ES6.3.2 副本失敗處理

本文轉載自查看原文 2019-03-23 21:10 602 elasticsearch

ES6.3.2 副本失敗處理

副本的失敗處理對理解ES的數據副本模型很有幫助。在ES6.3.2 index操作源碼流程的總結中提到：ES的寫操作會先寫主分片，然后主分片再將操作同步到副本分片。本文給出ES中的源碼片斷，分析副本執行操作失敗時，ES是如何處理的。

副本執行源碼：replicasProxy.performOn實現了副本操作，執行正常結束回調onResponse()，異常回調onFailure()

replicasProxy.performOn(shard, replicaRequest, globalCheckpoint, new ActionListener<ReplicaResponse>() {
            @Override
            public void onResponse(ReplicaResponse response) {
                successfulShards.incrementAndGet();
                try {
                    primary.updateLocalCheckpointForShard(shard.allocationId().getId(), response.localCheckpoint());//執行成功回調更新檢查點
                    primary.updateGlobalCheckpointForShard(shard.allocationId().getId(), response.globalCheckpoint());
                } catch (final AlreadyClosedException e) {
                    // okay, the index was deleted or this shard was never activated after a relocation; fall through and finish normally
                } catch (final Exception e) {
                    // fail the primary but fall through and let the rest of operation processing complete
                    final String message = String.format(Locale.ROOT, "primary failed updating local checkpoint for replica %s", shard);
                    primary.failShard(message, e);
                }
                decPendingAndFinishIfNeeded();//不管是正常的onResponse還是異常的onFailure,都會調用這個方法,代表已經完成了一個操作,pendingActions減1
            }

            @Override
            public void onFailure(Exception replicaException) {
                logger.trace(() -> new ParameterizedMessage(
                    "[{}] failure while performing [{}] on replica {}, request [{}]",
                    shard.shardId(), opType, shard, replicaRequest), replicaException);
                // Only report "critical" exceptions - TODO: Reach out to the master node to get the latest shard state then report.
                if (TransportActions.isShardNotAvailableException(replicaException) == false) {
                    RestStatus restStatus = ExceptionsHelper.status(replicaException);
                    shardReplicaFailures.add(new ReplicationResponse.ShardInfo.Failure(
                        shard.shardId(), shard.currentNodeId(), replicaException, restStatus, false));
                }
                String message = String.format(Locale.ROOT, "failed to perform %s on replica %s", opType, shard);
                //---> failShardIfNeeded 具體執行何種操作要看 replicasProxy的真正實現類:如果是WriteActionReplicasProxy則會報告shard錯誤
                replicasProxy.failShardIfNeeded(shard, message,
                    replicaException, ReplicationOperation.this::decPendingAndFinishIfNeeded,
                    ReplicationOperation.this::onPrimaryDemoted, throwable -> decPendingAndFinishIfNeeded());
            }
        });
    }

執行正常結束回調onResponse()

successfulShards.incrementAndGet();，在返回的結果里面，_shards 字段里面就能看到 successful 數值。

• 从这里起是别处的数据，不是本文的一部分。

//! Name mangling and output file naming.
//!
//! Every C identifier the backend emits for a user-visible symbol goes
//! through one of these functions so the scheme stays in one place:
//! module-level symbols as `anc__<pkg>__<mod>__<name>`, methods as
//! `anc__<pkg>__<mod>__<struct>__<method>`, and vtable instances as
//! `anc__<pkg>__<mod_of_struct>__<struct>__<interface>__vtable`.

/// Dots in a dotted module path become underscores so the mangled name
/// stays a single valid C identifier.
pub fn flatten_module_path(dotted: &str) -> String {
    dotted.replace('.', "_")
}

pub fn mangle_symbol(pkg: &str, module_dotted: &str, name: &str) -> String {
    format!("anc__{pkg}__{}__{name}", flatten_module_path(module_dotted))
}

pub fn mangle_method(pkg: &str, module_dotted: &str, struct_name: &str, method_name: &str) -> String {
    format!("anc__{pkg}__{}__{struct_name}__{method_name}", flatten_module_path(module_dotted))
}

/// Vtable instances mangle under the struct's defining module, not the
/// interface's: emission switches the "current module" to the struct's
/// defining module when building a vtable for an implementation pair,
/// so wrapper functions reference the struct's own mangling.
pub fn mangle_vtable_instance(pkg: &str, struct_module_dotted: &str, struct_name: &str, interface_name: &str) -> String {
    format!(
        "anc__{pkg}__{}__{struct_name}__{interface_name}__vtable",
        flatten_module_path(struct_module_dotted)
    )
}

pub fn mangle_wrapper(struct_name: &str, interface_name: &str, method_name: &str) -> String {
    format!("{struct_name}__{interface_name}__{method_name}__wrapper")
}

pub fn header_file_name(pkg: &str, module_dotted: &str) -> String {
    format!("anc__{pkg}__{}.h", flatten_module_path(module_dotted))
}

pub fn unit_file_name(pkg: &str, module_dotted: &str) -> String {
    format!("anc__{pkg}__{}.c", flatten_module_path(module_dotted))
}

/// The header's own include guard, uppercased so it reads like the
/// macros a hand-written C header would use.
pub fn include_guard(pkg: &str, module_dotted: &str) -> String {
    format!("ANC__{}__{}_H", pkg.to_uppercase(), flatten_module_path(module_dotted).to_uppercase())
}
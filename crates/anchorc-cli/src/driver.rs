//! Package-manifest reading, host C compiler invocation, and temp-dir
//! management — the "driver glue" the core explicitly
//! treats as an external collaborator.

use std::path::{Path, PathBuf};
use std::process::Command;

use anchorc_core::arena::Arena;
use anchorc_core::codegen::Emitter;
use anchorc_core::errors::{Errors, Severity};
use anchorc_core::manifest::Manifest;
use anchorc_core::module_graph::ModuleGraph;
use anchorc_core::sema::analyzer::Analyzer;
use anchorc_core::{print, EmittedFile};
use tracing::{debug, info};

use crate::errors::DriverError;

fn print_diagnostics(errors: &Errors, source_path: &Path) {
    for d in errors.iter() {
        let kind = match d.severity {
            Severity::Error => "error",
            Severity::Warning => "warning",
            Severity::Hint => "hint",
        };
        eprintln!("{}:{}: {}: {}", source_path.display(), d.span, kind, d.message);
    }
}

fn write_files(out_dir: &Path, files: &[EmittedFile]) -> Result<(), DriverError> {
    std::fs::create_dir_all(out_dir).map_err(|e| DriverError::CreateOutDir(out_dir.to_path_buf(), e))?;
    for file in files {
        let path = out_dir.join(&file.file_name);
        std::fs::write(&path, &file.contents).map_err(|e| DriverError::WriteFile(path.clone(), e))?;
    }
    Ok(())
}

/// `gcc -std=c99 -o <out_dir>/<name>[.exe] <each .c> 2>&1`, run synchronously with combined output captured.
fn invoke_host_compiler(out_dir: &Path, files: &[EmittedFile], binary_name: &str) -> Result<PathBuf, DriverError> {
    let binary_name = if cfg!(windows) { format!("{binary_name}.exe") } else { binary_name.to_string() };
    let binary_path = out_dir.join(&binary_name);

    let c_files: Vec<PathBuf> = files
        .iter()
        .filter(|f| f.file_name.ends_with(".c"))
        .map(|f| out_dir.join(&f.file_name))
        .collect();

    info!("invoking host C compiler on {} translation unit(s)", c_files.len());
    let output = Command::new("gcc")
        .arg("-std=c99")
        .arg("-o")
        .arg(&binary_path)
        .args(&c_files)
        .output()
        .map_err(|e| DriverError::SpawnHostCompiler("gcc".to_string(), e))?;

    if !output.status.success() {
        let mut combined = String::from_utf8_lossy(&output.stdout).into_owned();
        combined.push_str(&String::from_utf8_lossy(&output.stderr));
        return Err(DriverError::HostCompilerFailed(output.status, combined));
    }
    Ok(binary_path)
}

/// Shared lex → parse → analyze pipeline used by `build`, `run`, and
/// `compile`; returns the emitted files plus the module graph (so
/// `--dump-symbols` can walk it) and whether errors were recorded.
struct Pipeline<'a> {
    graph: ModuleGraph<'a>,
    entry: Option<anchorc_core::module_graph::ModuleId>,
    errors: Errors,
}

fn analyze<'a>(arena: &'a Arena, source_dir: &Path, entry_module: &str) -> Pipeline<'a> {
    let mut errors = Errors::new();
    let mut graph = ModuleGraph::new(arena, source_dir);
    let entry = graph.load(entry_module, &mut errors);

    debug!("loaded {} module(s)", graph.len());
    let mut analyzer = Analyzer::new(arena, &graph, &mut errors);
    analyzer.run();

    Pipeline { graph, entry, errors }
}

fn dump_symbols(pipeline: &Pipeline, pkg_name: &str) {
    println!("package: {pkg_name}");
    println!("modules: {}", pipeline.graph.len());
    for id in pipeline.graph.module_ids() {
        let module = pipeline.graph.get(id);
        println!("  module {}", module.dotted_path);
        for sym in module.symbols.borrow().iter() {
            let kind = format!("{:?}", sym.kind).to_lowercase();
            let export = if sym.is_export { "export" } else { "local" };
            let resolved = sym.node.resolved_type.get().map(|t| t.to_string()).unwrap_or_else(|| "<unresolved>".to_string());
            if sym.source == id {
                println!("    {kind:<10} {:<16} {export:<7} {resolved}", sym.name);
            } else {
                println!(
                    "    {kind:<10} {:<16} {export:<7} {resolved} (imported from {})",
                    sym.name,
                    pipeline.graph.get(sym.source).dotted_path
                );
            }
        }
    }
}

pub fn build(dir: &Path, dump_symbols_flag: bool) -> Result<(), DriverError> {
    let manifest = Manifest::load(&dir.join("anchor"))?;
    info!(package = %manifest.name, entry = %manifest.entry, "building package");

    let arena = Arena::new();
    let pipeline = analyze(&arena, dir, &manifest.entry);

    if dump_symbols_flag {
        dump_symbols(&pipeline, &manifest.name);
    }

    if pipeline.errors.has_errors() {
        print_diagnostics(&pipeline.errors, dir);
        return Err(DriverError::CompileErrors(pipeline.errors.count()));
    }

    let Some(entry_id) = pipeline.entry else {
        return Err(DriverError::CompileErrors(0));
    };

    let out_dir = dir.join("build");
    let emitter = Emitter::new(&manifest.name, &pipeline.graph);
    let files = emitter.emit_all(entry_id);
    write_files(&out_dir, &files)?;
    invoke_host_compiler(&out_dir, &files, &manifest.name)?;
    Ok(())
}

/// Shared by `run` and `compile` (SPEC_FULL.md supplemented feature 4):
/// both treat a bare file as a one-module package named after its stem,
/// resolving siblings relative to the file's own directory.
fn compile_single_file(file: &Path, out_dir: &Path) -> Result<(Vec<EmittedFile>, PathBuf), DriverError> {
    let source_dir = file.parent().map(Path::to_path_buf).unwrap_or_else(|| PathBuf::from("."));
    let entry_module = file
        .file_stem()
        .and_then(|s| s.to_str())
        .unwrap_or("main")
        .to_string();

    let arena = Arena::new();
    let pipeline = analyze(&arena, &source_dir, &entry_module);

    if pipeline.errors.has_errors() {
        print_diagnostics(&pipeline.errors, file);
        return Err(DriverError::CompileErrors(pipeline.errors.count()));
    }
    let Some(entry_id) = pipeline.entry else {
        return Err(DriverError::CompileErrors(0));
    };

    let emitter = Emitter::new(&entry_module, &pipeline.graph);
    let files = emitter.emit_all(entry_id);
    write_files(out_dir, &files)?;
    Ok((files, out_dir.to_path_buf()))
}

/// `ancc compile <file>` (SPEC_FULL.md supplemented feature 4): emit C
/// into `out_dir` and stop, no execution.
pub fn compile(file: &Path, out_dir: &Path) -> Result<(), DriverError> {
    compile_single_file(file, out_dir)?;
    Ok(())
}

/// `ancc run <file>`: compile into a temp directory, invoke the host
/// compiler, then execute the resulting binary.
pub fn run(file: &Path) -> Result<(), DriverError> {
    let temp_dir = tempfile::tempdir().map_err(|e| DriverError::CreateOutDir(PathBuf::from("<temp>"), e))?;
    let entry_module = file.file_stem().and_then(|s| s.to_str()).unwrap_or("main").to_string();
    let (files, out_dir) = compile_single_file(file, temp_dir.path())?;
    let binary_path = invoke_host_compiler(&out_dir, &files, &entry_module)?;

    let status = Command::new(&binary_path)
        .status()
        .map_err(|e| DriverError::RunBinary(binary_path.clone(), e))?;
    if !status.success() {
        std::process::exit(status.code().unwrap_or(1));
    }
    Ok(())
}

pub fn dump_lexer(file: &Path) -> Result<(), DriverError> {
    let src = std::fs::read_to_string(file).map_err(|e| DriverError::ReadSource(file.to_path_buf(), e))?;
    let mut errors = Errors::new();
    let tokens = anchorc_core::lexer::Lexer::tokenize(&src, &mut errors);
    print!("{}", print::print_tokens(&tokens));
    print_diagnostics(&errors, file);
    Ok(())
}

pub fn dump_ast(file: &Path) -> Result<(), DriverError> {
    let src = std::fs::read_to_string(file).map_err(|e| DriverError::ReadSource(file.to_path_buf(), e))?;
    let arena = Arena::new();
    let mut errors = Errors::new();
    let src_ref = arena.alloc_str(&src);
    let ast = anchorc_core::parser::Parser::parse(&arena, &mut errors, src_ref);
    print!("{}", print::print_ast(ast));
    print_diagnostics(&errors, file);
    Ok(())
}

更新 local checkpoint 和 global checkpoint：如果檢查點更新失敗，觸發：replica shard engine 關閉。

/**
     * Fails the shard and marks the shard store as corrupted if
     * <code>e</code> is caused by index corruption
     *
     * org.elasticsearch.index.shard.IndexShard#failShard
     */
    public void failShard(String reason, @Nullable Exception e) {
        // fail the engine. This will cause this shard to also be removed from the node's index service.
        getEngine().failEngine(reason, e);
    }

fail engine due to some error. the engine will also be closed.
The underlying store is marked corrupted iff failure is caused by index corruption

關於檢查點，可參考這篇文章：elasticsearch-sequence-ids-6-0

異常結束回調 onFailure()

replicasProxy.failShardIfNeeded(shard, message,
                    replicaException, ReplicationOperation.this::decPendingAndFinishIfNeeded,
                    ReplicationOperation.this::onPrimaryDemoted, throwable -> decPendingAndFinishIfNeeded());

failShardIfNeeded 可以做2件事情，具體是如何執行得看failShardIfNeeded的實現類。

onPrimaryDemoted

通知master primary stale（過時）了。index操作首先在primary shard執行成功了，然后同步給replica，但是replica發現此primary shard 的 primary term 比它知道的該索引的primary term 還小，於是replica就認為此primary shard是一個已經過時了的primary shard，因此就回調onFailure()拒絕執行，並執行onPrimaryDemoted通知master節點。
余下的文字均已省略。